EXERCISE REQUIREMENTS — Please retype, unchanged, each line from the top of the material below through the line where "from the current" appears.
##### MATERIAL TO PROCESS
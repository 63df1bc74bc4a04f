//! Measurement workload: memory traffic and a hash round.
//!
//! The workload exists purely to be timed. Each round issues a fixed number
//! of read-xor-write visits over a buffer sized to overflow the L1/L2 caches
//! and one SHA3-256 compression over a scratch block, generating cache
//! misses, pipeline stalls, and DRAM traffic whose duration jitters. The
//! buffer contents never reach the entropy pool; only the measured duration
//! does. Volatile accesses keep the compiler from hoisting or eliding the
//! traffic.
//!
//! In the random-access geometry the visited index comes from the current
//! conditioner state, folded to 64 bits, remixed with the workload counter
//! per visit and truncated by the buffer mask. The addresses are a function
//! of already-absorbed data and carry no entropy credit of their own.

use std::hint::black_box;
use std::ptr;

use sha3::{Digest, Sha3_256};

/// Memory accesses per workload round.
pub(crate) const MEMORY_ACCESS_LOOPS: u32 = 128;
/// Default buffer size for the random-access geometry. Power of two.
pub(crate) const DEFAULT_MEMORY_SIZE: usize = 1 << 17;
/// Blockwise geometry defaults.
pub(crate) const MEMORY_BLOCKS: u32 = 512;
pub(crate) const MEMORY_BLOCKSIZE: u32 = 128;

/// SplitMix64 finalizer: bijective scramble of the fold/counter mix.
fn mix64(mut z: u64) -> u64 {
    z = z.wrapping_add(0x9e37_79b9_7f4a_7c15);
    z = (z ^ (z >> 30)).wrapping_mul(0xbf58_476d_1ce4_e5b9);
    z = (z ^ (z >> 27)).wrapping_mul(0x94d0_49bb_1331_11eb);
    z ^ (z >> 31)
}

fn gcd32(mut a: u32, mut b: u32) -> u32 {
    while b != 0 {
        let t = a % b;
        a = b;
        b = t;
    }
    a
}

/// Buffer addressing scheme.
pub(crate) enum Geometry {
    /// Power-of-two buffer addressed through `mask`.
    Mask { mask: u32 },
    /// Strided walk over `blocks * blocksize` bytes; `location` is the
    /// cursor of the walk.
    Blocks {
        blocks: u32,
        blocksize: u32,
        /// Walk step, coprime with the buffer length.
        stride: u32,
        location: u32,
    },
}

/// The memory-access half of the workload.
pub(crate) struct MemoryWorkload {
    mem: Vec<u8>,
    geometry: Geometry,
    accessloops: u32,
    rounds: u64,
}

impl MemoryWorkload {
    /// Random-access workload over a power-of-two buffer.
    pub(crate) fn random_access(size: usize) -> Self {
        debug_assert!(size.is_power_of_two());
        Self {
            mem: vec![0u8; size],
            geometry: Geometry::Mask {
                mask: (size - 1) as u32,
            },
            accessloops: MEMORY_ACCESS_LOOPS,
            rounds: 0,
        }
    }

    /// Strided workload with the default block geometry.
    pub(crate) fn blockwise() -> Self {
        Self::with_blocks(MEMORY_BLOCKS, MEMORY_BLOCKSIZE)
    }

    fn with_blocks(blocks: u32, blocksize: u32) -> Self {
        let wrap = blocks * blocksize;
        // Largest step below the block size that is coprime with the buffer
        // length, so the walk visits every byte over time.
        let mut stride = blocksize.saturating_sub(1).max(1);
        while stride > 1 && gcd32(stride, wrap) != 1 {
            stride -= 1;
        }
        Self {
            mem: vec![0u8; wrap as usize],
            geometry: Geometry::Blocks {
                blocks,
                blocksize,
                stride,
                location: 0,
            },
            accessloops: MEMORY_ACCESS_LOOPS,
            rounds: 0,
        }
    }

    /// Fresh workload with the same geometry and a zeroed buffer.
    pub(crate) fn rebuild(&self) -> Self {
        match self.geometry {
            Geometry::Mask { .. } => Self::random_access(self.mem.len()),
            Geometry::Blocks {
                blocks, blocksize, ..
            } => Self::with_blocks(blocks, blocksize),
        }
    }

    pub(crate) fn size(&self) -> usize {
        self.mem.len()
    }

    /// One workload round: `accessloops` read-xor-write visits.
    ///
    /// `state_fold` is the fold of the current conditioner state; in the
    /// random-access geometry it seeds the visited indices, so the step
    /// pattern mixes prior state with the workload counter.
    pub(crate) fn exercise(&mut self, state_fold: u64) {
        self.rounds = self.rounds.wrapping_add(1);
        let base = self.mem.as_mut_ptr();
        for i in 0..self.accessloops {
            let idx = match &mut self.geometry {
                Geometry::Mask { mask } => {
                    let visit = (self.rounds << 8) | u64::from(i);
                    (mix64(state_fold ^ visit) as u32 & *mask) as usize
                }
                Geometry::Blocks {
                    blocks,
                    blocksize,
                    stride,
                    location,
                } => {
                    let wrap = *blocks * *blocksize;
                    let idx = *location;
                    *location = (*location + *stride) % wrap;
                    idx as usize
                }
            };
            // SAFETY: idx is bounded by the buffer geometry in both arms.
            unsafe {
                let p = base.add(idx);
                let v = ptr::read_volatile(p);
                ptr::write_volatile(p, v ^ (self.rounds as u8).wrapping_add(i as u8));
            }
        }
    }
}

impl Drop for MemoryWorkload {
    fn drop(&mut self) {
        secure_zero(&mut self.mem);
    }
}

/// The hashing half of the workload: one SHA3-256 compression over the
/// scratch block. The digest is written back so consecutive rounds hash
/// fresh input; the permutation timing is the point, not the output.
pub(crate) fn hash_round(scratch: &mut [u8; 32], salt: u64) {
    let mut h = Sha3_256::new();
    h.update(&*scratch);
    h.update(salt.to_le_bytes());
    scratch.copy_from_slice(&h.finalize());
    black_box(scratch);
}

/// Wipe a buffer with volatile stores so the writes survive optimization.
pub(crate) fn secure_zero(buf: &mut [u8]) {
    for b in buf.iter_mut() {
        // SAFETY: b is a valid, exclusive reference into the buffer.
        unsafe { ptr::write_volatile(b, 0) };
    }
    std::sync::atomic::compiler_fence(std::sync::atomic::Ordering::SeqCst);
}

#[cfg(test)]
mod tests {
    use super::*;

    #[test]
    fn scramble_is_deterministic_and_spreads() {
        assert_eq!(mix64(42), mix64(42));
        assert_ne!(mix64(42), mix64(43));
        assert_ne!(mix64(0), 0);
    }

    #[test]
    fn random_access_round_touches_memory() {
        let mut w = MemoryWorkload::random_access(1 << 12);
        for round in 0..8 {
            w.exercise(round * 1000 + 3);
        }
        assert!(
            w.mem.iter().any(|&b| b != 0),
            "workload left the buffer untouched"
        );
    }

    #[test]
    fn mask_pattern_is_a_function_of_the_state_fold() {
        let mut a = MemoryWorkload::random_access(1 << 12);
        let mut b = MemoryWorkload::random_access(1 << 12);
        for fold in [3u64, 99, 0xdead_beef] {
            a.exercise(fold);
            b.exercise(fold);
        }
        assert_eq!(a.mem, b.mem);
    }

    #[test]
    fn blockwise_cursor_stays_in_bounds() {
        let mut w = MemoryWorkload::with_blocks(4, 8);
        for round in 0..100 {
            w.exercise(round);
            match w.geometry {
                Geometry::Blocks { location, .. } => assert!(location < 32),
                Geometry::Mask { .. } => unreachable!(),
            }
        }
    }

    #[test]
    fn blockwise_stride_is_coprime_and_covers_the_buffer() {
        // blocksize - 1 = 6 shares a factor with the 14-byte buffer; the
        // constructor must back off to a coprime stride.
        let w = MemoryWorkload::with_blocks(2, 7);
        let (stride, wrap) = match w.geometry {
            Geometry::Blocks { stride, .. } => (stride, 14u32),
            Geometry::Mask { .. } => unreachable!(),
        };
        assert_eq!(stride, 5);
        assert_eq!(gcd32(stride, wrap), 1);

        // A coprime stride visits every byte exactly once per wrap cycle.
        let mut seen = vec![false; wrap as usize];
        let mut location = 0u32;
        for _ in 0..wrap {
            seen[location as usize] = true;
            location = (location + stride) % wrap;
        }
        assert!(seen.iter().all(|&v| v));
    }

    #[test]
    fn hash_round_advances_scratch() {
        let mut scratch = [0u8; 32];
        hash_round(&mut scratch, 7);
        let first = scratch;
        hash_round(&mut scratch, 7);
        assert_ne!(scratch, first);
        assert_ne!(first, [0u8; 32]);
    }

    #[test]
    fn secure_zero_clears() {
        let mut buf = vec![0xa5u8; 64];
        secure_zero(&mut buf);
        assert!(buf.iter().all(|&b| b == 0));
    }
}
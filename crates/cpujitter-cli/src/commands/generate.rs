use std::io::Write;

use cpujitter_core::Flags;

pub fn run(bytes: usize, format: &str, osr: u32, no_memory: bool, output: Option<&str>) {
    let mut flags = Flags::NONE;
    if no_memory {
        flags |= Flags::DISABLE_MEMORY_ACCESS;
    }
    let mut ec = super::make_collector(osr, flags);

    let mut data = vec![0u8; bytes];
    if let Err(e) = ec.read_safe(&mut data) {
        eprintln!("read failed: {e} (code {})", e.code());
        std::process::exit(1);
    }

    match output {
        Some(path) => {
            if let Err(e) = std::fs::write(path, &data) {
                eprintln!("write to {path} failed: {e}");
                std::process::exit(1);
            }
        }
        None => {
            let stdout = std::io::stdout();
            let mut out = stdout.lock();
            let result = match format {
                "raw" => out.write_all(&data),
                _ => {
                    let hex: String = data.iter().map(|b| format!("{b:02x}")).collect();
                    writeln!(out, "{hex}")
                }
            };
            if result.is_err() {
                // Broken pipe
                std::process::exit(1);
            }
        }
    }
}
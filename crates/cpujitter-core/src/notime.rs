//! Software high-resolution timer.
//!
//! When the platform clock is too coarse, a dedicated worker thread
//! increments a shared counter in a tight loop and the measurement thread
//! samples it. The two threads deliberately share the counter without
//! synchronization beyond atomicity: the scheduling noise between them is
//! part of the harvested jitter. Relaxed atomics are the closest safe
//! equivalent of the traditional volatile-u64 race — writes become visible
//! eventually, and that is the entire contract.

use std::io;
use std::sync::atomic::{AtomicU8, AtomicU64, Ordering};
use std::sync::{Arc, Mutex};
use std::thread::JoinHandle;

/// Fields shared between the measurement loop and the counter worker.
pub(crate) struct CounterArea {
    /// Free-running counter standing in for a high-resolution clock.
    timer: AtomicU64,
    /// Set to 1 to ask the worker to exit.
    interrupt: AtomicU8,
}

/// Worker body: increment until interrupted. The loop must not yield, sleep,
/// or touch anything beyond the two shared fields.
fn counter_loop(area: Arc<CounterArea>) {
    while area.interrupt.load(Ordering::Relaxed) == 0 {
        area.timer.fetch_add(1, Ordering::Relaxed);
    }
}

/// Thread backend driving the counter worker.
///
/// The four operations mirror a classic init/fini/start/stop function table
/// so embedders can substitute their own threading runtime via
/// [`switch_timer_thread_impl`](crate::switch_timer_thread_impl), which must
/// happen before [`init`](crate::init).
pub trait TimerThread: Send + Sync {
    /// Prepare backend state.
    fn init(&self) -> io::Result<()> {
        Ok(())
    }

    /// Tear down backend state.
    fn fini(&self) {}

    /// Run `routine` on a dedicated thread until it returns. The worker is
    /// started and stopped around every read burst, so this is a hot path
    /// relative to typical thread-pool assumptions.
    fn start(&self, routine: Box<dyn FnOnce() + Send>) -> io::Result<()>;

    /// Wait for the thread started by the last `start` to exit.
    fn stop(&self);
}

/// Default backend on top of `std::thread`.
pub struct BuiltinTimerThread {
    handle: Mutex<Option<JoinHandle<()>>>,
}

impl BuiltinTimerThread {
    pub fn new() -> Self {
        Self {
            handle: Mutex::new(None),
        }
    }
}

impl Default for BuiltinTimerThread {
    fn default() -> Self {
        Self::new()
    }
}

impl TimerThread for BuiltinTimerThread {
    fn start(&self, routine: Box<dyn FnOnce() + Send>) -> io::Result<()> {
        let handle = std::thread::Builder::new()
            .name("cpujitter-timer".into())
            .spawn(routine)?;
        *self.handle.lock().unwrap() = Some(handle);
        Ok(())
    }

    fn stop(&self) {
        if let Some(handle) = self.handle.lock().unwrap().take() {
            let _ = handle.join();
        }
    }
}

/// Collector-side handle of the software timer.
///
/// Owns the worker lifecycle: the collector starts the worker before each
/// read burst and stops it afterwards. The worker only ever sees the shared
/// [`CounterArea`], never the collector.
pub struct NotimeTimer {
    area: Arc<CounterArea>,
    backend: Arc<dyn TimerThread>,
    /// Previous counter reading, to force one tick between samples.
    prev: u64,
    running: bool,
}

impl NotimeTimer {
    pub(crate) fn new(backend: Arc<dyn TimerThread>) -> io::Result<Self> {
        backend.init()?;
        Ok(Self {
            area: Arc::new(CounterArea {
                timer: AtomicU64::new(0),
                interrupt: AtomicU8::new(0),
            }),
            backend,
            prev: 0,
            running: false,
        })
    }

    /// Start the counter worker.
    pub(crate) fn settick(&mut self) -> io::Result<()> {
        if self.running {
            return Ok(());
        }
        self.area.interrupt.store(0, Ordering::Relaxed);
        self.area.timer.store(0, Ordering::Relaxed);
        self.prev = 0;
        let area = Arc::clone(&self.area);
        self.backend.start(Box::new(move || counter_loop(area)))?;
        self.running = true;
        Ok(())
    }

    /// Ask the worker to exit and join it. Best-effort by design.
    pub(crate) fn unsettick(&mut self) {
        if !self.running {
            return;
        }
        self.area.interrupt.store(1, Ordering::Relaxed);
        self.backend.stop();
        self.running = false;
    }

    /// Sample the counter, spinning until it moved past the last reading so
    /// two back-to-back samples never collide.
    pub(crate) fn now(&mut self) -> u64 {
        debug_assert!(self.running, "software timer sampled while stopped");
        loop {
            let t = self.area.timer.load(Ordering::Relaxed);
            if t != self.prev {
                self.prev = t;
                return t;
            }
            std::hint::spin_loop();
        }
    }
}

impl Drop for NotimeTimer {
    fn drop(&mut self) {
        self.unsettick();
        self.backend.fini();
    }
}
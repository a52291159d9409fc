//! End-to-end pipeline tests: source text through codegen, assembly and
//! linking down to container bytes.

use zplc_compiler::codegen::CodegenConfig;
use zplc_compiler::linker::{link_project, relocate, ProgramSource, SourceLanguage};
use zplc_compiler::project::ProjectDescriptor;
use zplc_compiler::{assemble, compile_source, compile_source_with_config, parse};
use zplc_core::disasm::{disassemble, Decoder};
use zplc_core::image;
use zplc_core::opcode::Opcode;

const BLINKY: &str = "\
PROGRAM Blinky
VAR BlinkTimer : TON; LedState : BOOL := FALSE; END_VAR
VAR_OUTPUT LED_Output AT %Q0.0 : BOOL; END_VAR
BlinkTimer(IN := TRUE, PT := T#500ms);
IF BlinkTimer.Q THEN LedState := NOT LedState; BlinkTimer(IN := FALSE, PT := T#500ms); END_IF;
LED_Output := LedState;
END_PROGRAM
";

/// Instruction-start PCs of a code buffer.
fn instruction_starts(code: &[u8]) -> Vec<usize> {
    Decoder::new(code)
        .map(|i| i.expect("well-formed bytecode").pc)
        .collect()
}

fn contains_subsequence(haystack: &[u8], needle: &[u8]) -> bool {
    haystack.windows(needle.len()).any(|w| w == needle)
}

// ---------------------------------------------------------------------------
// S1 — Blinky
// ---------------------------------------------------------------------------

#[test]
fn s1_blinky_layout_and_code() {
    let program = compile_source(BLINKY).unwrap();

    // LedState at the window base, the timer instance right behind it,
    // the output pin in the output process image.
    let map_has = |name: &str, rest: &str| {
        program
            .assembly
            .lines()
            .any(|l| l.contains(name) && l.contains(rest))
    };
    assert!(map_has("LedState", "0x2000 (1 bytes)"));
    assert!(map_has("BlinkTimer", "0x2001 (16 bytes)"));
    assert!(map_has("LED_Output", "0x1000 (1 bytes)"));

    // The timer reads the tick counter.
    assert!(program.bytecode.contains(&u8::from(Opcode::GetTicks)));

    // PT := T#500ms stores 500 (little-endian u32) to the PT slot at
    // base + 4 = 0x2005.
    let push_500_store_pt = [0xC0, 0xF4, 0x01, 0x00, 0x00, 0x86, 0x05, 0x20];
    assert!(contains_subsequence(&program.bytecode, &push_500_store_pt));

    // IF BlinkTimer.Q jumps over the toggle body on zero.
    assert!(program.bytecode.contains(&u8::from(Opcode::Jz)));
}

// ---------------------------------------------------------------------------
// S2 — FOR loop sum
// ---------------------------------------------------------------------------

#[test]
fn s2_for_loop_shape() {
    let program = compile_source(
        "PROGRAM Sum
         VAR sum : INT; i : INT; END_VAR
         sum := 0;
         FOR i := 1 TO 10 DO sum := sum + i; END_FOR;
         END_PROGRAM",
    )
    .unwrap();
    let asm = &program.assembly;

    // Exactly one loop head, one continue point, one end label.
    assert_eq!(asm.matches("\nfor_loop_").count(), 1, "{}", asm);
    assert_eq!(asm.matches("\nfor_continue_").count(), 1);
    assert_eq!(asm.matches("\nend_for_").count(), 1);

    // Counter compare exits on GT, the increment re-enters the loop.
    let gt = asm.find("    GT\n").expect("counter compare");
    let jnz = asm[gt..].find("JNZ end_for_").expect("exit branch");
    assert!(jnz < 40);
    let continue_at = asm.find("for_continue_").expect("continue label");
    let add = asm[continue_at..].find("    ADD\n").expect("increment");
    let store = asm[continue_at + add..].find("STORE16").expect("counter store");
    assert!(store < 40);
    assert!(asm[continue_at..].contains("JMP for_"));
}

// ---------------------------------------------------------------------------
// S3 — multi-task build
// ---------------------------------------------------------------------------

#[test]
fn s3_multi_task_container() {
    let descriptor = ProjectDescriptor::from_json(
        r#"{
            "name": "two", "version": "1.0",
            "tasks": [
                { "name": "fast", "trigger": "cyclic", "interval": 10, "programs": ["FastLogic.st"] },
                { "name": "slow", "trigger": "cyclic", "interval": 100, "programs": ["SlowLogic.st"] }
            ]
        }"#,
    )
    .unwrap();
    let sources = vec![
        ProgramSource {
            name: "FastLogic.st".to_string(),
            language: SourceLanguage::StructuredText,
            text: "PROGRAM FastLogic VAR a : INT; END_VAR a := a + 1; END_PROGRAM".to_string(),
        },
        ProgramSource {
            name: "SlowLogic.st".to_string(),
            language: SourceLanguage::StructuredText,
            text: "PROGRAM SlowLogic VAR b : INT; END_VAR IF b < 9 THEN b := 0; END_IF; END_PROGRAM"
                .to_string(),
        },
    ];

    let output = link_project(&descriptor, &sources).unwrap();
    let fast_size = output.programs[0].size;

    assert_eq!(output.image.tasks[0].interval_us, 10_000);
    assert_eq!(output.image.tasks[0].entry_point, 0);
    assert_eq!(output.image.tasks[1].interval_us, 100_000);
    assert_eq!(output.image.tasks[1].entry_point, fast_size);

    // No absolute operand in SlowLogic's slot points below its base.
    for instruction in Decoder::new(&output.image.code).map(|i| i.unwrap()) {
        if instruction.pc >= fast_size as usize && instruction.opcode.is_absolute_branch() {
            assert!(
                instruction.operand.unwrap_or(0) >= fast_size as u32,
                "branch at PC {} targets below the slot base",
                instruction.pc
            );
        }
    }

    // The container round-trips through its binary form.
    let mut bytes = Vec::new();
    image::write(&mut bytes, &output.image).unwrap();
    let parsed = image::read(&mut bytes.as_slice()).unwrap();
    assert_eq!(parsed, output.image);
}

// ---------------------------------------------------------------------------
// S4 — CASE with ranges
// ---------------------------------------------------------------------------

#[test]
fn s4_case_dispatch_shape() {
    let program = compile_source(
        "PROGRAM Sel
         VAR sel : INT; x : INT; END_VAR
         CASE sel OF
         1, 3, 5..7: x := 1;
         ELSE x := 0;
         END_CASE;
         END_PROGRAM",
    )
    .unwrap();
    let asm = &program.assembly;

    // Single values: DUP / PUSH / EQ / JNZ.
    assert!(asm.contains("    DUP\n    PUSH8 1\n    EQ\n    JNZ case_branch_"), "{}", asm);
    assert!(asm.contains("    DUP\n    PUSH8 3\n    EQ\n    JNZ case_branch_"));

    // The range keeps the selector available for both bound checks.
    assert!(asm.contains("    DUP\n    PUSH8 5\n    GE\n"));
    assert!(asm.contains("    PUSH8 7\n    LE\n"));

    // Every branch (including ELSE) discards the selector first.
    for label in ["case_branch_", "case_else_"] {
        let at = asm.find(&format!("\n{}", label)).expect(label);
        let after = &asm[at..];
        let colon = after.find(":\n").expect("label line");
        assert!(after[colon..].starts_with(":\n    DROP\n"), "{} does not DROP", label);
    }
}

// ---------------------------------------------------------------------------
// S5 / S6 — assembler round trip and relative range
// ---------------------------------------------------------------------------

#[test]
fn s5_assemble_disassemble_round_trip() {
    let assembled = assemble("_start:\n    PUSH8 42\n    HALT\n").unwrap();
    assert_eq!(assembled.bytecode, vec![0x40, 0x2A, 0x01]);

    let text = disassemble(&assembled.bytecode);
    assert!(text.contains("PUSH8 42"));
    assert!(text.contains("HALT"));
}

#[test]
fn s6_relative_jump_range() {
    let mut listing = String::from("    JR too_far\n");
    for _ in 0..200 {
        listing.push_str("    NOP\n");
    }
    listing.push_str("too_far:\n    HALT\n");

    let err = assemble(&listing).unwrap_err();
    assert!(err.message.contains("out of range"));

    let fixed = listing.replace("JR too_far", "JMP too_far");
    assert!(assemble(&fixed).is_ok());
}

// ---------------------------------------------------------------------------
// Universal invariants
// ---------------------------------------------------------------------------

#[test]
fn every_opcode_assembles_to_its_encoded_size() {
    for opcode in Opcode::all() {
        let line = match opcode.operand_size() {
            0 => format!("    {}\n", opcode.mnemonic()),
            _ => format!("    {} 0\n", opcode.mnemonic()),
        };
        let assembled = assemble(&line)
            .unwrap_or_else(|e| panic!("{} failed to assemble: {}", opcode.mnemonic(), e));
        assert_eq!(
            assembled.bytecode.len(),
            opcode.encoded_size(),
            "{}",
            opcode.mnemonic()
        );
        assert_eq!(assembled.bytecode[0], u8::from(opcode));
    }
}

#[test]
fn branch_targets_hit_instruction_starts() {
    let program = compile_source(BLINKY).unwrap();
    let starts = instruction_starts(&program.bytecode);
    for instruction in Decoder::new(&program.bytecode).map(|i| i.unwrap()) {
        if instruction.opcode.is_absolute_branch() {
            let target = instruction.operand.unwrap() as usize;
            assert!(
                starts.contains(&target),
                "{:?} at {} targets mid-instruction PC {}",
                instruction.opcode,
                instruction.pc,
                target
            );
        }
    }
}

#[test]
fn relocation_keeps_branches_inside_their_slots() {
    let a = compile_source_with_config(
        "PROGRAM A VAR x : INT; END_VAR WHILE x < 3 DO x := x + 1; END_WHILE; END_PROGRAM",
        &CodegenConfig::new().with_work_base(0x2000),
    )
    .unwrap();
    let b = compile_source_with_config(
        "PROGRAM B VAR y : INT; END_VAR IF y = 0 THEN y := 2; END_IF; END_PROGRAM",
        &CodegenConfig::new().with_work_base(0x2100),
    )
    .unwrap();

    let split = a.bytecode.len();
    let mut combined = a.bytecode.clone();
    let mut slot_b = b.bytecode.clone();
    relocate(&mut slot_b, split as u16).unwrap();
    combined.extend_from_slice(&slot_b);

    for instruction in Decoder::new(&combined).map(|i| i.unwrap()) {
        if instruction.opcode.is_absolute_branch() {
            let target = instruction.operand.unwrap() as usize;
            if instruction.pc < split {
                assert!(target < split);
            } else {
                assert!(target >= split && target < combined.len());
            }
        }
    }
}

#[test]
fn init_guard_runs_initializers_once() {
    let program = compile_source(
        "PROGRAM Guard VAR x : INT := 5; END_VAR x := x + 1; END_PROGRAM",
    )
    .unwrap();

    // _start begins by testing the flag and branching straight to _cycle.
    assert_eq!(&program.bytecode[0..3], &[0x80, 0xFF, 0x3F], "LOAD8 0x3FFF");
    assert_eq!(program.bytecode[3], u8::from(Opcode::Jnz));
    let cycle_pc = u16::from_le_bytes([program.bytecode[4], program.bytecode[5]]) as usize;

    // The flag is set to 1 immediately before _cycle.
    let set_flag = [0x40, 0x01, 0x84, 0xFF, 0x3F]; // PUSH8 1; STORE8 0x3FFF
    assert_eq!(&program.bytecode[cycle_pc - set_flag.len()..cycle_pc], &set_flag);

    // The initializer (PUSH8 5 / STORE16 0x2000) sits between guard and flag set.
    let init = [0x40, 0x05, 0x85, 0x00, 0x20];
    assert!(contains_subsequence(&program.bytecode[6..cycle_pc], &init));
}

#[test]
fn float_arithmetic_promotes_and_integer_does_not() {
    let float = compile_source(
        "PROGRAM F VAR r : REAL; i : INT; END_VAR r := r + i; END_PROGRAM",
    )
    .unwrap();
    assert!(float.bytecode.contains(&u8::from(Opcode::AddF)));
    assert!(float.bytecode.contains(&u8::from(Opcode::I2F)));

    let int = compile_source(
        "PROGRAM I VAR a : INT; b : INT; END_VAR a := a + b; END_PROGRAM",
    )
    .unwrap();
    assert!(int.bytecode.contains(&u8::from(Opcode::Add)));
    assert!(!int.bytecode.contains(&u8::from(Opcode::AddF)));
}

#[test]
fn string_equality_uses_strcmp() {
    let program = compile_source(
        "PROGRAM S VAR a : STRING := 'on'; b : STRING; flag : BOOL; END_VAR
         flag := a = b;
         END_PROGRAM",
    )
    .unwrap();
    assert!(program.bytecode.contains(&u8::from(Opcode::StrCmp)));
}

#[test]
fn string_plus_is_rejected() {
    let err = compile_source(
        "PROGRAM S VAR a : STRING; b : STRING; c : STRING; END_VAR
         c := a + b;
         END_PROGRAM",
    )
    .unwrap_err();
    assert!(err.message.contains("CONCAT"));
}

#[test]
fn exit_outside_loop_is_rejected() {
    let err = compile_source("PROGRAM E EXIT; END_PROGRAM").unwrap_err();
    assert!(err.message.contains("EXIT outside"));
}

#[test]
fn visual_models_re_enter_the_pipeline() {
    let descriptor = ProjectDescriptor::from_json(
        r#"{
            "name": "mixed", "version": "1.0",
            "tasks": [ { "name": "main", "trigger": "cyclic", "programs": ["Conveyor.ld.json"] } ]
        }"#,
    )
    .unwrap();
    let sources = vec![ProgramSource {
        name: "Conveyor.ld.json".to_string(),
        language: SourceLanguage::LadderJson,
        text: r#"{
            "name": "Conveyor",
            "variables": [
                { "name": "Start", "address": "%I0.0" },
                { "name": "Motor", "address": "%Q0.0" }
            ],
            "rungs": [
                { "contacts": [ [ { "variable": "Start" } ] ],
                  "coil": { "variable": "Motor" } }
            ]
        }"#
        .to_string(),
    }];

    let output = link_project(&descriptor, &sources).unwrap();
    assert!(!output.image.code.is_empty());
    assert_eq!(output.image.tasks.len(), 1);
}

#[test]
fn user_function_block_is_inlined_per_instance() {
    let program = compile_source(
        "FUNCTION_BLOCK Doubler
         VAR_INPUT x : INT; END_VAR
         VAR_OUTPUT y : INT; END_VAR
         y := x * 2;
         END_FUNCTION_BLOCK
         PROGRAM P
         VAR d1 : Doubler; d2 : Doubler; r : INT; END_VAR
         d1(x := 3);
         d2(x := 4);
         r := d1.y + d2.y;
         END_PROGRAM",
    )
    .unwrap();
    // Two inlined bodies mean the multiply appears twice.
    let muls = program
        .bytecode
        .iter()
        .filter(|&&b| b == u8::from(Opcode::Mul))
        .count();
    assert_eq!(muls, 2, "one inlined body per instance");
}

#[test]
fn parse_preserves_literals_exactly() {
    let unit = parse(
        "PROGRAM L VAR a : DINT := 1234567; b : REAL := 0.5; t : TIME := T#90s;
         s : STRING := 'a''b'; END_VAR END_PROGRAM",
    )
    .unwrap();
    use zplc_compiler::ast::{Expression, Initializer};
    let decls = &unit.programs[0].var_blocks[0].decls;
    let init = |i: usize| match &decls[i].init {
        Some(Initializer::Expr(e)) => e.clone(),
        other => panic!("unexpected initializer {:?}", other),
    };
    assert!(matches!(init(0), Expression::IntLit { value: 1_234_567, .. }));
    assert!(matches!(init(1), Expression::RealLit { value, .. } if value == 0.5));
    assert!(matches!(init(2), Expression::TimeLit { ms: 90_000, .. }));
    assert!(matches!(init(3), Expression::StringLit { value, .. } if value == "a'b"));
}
##########
EXERCISE SOLUTION —
repository 63df1bc74bc4a04f
//! Measurement workload: memory traffic and a hash round.
//!
//! The workload exists purely to be timed. Each round issues a fixed number
//! of read-xor-write visits over a buffer sized to overflow the L1/L2 caches
//! and one SHA3-256 compression over a scratch block, generating cache
//! misses, pipeline stalls, and DRAM traffic whose duration jitters. The
//! buffer contents never reach the entropy pool; only the measured duration
//! does. Volatile accesses keep the compiler from hoisting or eliding the
//! traffic.
//!
//! In the random-access geometry the visited index comes from the current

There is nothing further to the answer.